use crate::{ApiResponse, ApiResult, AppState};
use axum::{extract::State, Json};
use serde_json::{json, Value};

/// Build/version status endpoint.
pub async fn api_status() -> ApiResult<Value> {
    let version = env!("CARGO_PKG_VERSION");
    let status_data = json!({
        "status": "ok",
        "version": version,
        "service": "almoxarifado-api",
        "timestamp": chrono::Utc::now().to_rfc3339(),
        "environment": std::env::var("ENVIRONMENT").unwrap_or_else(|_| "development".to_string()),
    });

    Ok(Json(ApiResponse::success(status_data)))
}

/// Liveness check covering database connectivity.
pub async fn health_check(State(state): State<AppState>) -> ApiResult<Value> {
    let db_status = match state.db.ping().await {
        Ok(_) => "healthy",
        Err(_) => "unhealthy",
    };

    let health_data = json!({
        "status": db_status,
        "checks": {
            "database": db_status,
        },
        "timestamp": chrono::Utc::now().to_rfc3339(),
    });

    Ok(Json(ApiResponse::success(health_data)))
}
=======
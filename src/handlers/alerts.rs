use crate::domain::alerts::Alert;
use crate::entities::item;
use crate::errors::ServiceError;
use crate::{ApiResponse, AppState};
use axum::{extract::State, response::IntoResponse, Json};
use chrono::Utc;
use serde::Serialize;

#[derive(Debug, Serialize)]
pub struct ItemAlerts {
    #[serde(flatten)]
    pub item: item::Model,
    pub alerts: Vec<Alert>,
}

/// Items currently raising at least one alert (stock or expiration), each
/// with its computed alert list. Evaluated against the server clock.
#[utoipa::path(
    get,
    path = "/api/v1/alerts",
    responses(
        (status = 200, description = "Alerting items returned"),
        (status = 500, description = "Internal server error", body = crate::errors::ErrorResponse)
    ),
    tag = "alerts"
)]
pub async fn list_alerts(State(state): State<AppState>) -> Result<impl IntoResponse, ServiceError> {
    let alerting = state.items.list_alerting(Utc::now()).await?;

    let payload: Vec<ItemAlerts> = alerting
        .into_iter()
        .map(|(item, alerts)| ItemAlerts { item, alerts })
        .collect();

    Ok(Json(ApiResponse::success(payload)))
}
=======
§ **BRIEF**:
Where a line of the entries contains "ItemAlerts", report that line.

§ **FINAL ANSWER**:
pub struct ItemAlerts {
    let payload: Vec<ItemAlerts> = alerting
        .map(|(item, alerts)| ItemAlerts { item, alerts })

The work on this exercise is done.